Io Capitano, il toccante viaggio di Garrone
A Parma è stato accolto da una standing ovation, mille selfie e un record di spettatori che per l'Astra sarà difficile battere; perché «Io Capitano» ti conquista così: con empatia e umanità.
E' un viaggio in soggettiva che parla attraverso gli occhi dei suoi protagonisti, che - nel controcampo della Storia - ribalta il punto di vista e va alle radici di quel percorso, alle origini di quello strappo, tra il senso di colpa e quel sogno d'adolescenti che si crede avventura e invece è odissea. Eppure, in quella barca carica di anime in mezzo al Mediterraneo, dove al timone c'è un ragazzino che nemmeno sa nuotare, alla fine ci saliamo tutti: insieme alla paura e alla speranza di chi grida «Italie!», stiviamo i nostri pregiudizi, la nostra precarietà, la comprensione incerta per l'altro che credevamo di avere perso.
Ha la forza e lo sguardo incontaminato della giovinezza, «Io Capitano» di Matteo Garrone, i campi lunghi del racconto epico, l'angolazione inedita e la potenza metaforica dell'archetipo: un drammatico romanzo di formazione dal respiro ampio, un itinerario (dentro e fuori di sé) che lascia feriti ma vivi, stremati ma non domi. Si parte ragazzi, si arriva uomini: e se la fine è nota - quella che quotidianamente rimbalza sui telegiornali -, all'autore giustamente non interessa.

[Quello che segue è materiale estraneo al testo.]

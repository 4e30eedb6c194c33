//! # Chunk Generator
//!
//! Runs a tile stack and a sprite source for one coordinate and packs the
//! result into a [`LoadedChunk`]. This is the only thing the cache worker
//! calls.

use std::time::Instant;

use strata_procedural::chunk::is_power_of_two_plus_one;
use strata_procedural::{
    ChunkCoord, ConfigError, ConfigResult, GenerationResult, MaterialCatalog, SpriteSource,
    TileSource,
};

use crate::chunk::LoadedChunk;

/// Tile stack + sprite source at a fixed chunk size.
pub struct ChunkGenerator {
    tiles: Box<dyn TileSource>,
    sprites: Box<dyn SpriteSource>,
    chunk_size: usize,
}

impl std::fmt::Debug for ChunkGenerator {
    fn fmt(&self, f: &mut std::fmt::Formatter<'_>) -> std::fmt::Result {
        f.debug_struct("ChunkGenerator")
            .field("tiles", &self.tiles.name())
            .field("sprites", &self.sprites.name())
            .field("chunk_size", &self.chunk_size)
            .finish()
    }
}

impl ChunkGenerator {
    /// Creates a generator.
    ///
    /// # Errors
    ///
    /// Returns [`ConfigError::InvalidChunkSize`] if `chunk_size < 2`.
    pub fn new<T, S>(tiles: T, sprites: S, chunk_size: usize) -> ConfigResult<Self>
    where
        T: TileSource + 'static,
        S: SpriteSource + 'static,
    {
        if chunk_size < 2 {
            return Err(ConfigError::InvalidChunkSize(chunk_size));
        }
        if !is_power_of_two_plus_one(chunk_size) {
            tracing::warn!(chunk_size, "chunk size is not 2^n+1");
        }

        Ok(Self {
            tiles: Box::new(tiles),
            sprites: Box::new(sprites),
            chunk_size,
        })
    }

    /// Samples per chunk side.
    #[must_use]
    pub const fn chunk_size(&self) -> usize {
        self.chunk_size
    }

    /// Material catalog of the tile stack.
    #[must_use]
    pub fn materials(&self) -> &MaterialCatalog {
        self.tiles.materials()
    }

    /// Description of the tile stack.
    #[must_use]
    pub fn tile_source_name(&self) -> String {
        self.tiles.name()
    }

    /// Generates one chunk.
    ///
    /// # Errors
    ///
    /// Propagates the tile stack's error for this chunk.
    pub fn generate(&self, coord: ChunkCoord) -> GenerationResult<LoadedChunk> {
        let start = Instant::now();
        let tiles = self.tiles.tile_data(coord, self.chunk_size)?;
        let sprites = self.sprites.sprites(coord, &tiles);
        let elapsed = start.elapsed();

        tracing::debug!(
            %coord,
            tiles = tiles.len(),
            sprites = sprites.len(),
            elapsed_us = elapsed.as_micros() as u64,
            "chunk generated"
        );

        Ok(LoadedChunk::new(coord, tiles, sprites, elapsed))
    }
}

#[cfg(test)]
mod tests {
    use super::*;
    use strata_procedural::prelude::*;

    fn generator(size: usize) -> ConfigResult<ChunkGenerator> {
        let seed = WorldSeed::new(12345);
        ChunkGenerator::new(
            ProceduralTileSource::new(seed, &TerrainConfig::default())?,
            ProceduralSpriteSource::new(seed, SpriteConfig::default())?,
            size,
        )
    }

    #[test]
    fn test_generate_packs_tiles_and_sprites() {
        let gen = generator(33).unwrap();
        let chunk = gen.generate(ChunkCoord::new(2, -1)).unwrap();

        assert_eq!(chunk.coord(), ChunkCoord::new(2, -1));
        assert_eq!(chunk.tiles().size(), 33);
        assert_eq!(gen.materials().len(), 3);
    }

    #[test]
    fn test_rejects_tiny_chunks() {
        assert_eq!(generator(1).unwrap_err(), ConfigError::InvalidChunkSize(1));
        assert!(generator(40).is_ok());
    }
}
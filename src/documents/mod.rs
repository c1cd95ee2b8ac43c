//! # Documents
//!
//! Read-only view of host documents: the element tree data model and the
//! registry capability used to resolve a document by id.

mod directory;
mod document;
mod element;
mod errors;
mod registry;

pub use directory::DirectoryDocumentRegistry;
pub use document::{Document, DocumentId};
pub use element::Element;
pub use errors::{DocumentError, DocumentResult};
pub use registry::{DocumentRegistry, InMemoryDocumentRegistry};
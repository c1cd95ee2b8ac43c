//! # REST API HTTP Server
//!
//! Axum routes for a sub-endpoint mounted under its parent resource.
//!
//! For a sub-endpoint named `elements` with format `{element_id}`:
//!
//! - `GET /elements?document_id=..`
//! - `GET /elements/:element_id?document_id=..`
//! - `GET /:document_id/elements`
//! - `GET /:document_id/elements/:element_id`

use std::collections::HashMap;
use std::sync::Arc;

use axum::{
    extract::{Path, Query, State},
    routing::get,
    Json, Router,
};

use super::endpoint::{item_param, SubEndpoint};
use super::errors::{RestError, RestResult};
use super::request::{EndpointRequest, DOCUMENT_ID_PARAM};

/// REST server for one sub-endpoint
pub struct RestServer<E: SubEndpoint> {
    endpoint: Arc<E>,
}

impl<E: SubEndpoint + 'static> RestServer<E> {
    pub fn new(endpoint: E) -> Self {
        Self {
            endpoint: Arc::new(endpoint),
        }
    }

    pub fn from_shared(endpoint: Arc<E>) -> Self {
        Self { endpoint }
    }

    /// Build the Axum router
    pub fn router(self) -> Router {
        let name = self.endpoint.name();
        let param = item_param(self.endpoint.format());

        Router::new()
            .route(&format!("/{}", name), get(items_handler::<E>))
            .route(&format!("/{}/:{}", name, param), get(item_handler::<E>))
            .route(
                &format!("/:{}/{}", DOCUMENT_ID_PARAM, name),
                get(items_handler::<E>),
            )
            .route(
                &format!("/:{}/{}/:{}", DOCUMENT_ID_PARAM, name, param),
                get(item_handler::<E>),
            )
            .with_state(self.endpoint)
    }
}

/// Run a lookup on the blocking pool; registries may read from disk
async fn run_blocking<T, F>(lookup: F) -> RestResult<T>
where
    F: FnOnce() -> RestResult<T> + Send + 'static,
    T: Send + 'static,
{
    tokio::task::spawn_blocking(lookup)
        .await
        .map_err(|e| RestError::Internal(format!("Lookup task failed: {}", e)))?
}

/// Collection handler
async fn items_handler<E: SubEndpoint + 'static>(
    State(endpoint): State<Arc<E>>,
    path: Option<Path<HashMap<String, String>>>,
    Query(query): Query<HashMap<String, String>>,
) -> RestResult<Json<E::Items>> {
    let path = path.map(|Path(params)| params).unwrap_or_default();
    let request = EndpointRequest::from_parts(query, path);

    let items = run_blocking(move || endpoint.get_items(&request)).await?;
    Ok(Json(items))
}

/// Single-item handler; a miss is `200 null`
async fn item_handler<E: SubEndpoint + 'static>(
    State(endpoint): State<Arc<E>>,
    Path(path): Path<HashMap<String, String>>,
    Query(query): Query<HashMap<String, String>>,
) -> RestResult<Json<Option<E::Item>>> {
    let param = item_param(endpoint.format());
    let id = path
        .get(param)
        .cloned()
        .ok_or_else(|| RestError::InvalidParam(format!("missing {}", param)))?;
    let request = EndpointRequest::from_parts(query, path);

    let item = run_blocking(move || endpoint.get_item(&id, &request)).await?;
    Ok(Json(item))
}
//! pagedata - element data for page-builder documents
//!
//! Serves the `elements` sub-endpoint of a documents resource: a document's
//! top-level elements keyed by id, or a single element found anywhere in its
//! nested tree.

pub mod cli;
pub mod documents;
pub mod elements;
pub mod http_server;
pub mod observability;
pub mod rest_api;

Ci sarà, altrove, un dopo: ma c'è stato un prima e un durante.
E' su quello che si concentra il film sincero e profondo di Garrone, Leone d'argento per la regia all'ultima Mostra del Cinema: la storia di Seydou e Moussa (i deb Seydou Sarr, premio Mastroianni a Venezia per il miglior attore emergente, e Moustapha Fall, bravissimi), sedicenni senegalesi che partono per l'Europa di nascosto dai genitori: affronteranno prove terribili e saranno anche separati prima di riuscire a salpare dalla Libia, in direzione della Sicilia.
Il deserto, le torture, il terrore: mentre la chitarra elettrica dilata le sue note, il regista di «Dogman» dimostra sguardo largo nell'immergersi nell'attualità senza però trascurare o dimenticare la poesia, camminando senza romperle sulle uova della realtà, ma restando d'altro canto ancorato (uno dei suoi temi cardine, dal «Racconto dei racconti» a «Reality», passando ovviamente per «Pinocchio») alla fiaba.
Ne esce un film toccante, un'epopea cinematografica di caratura internazionale che ha però qualcosa di molto italiano: il cuore.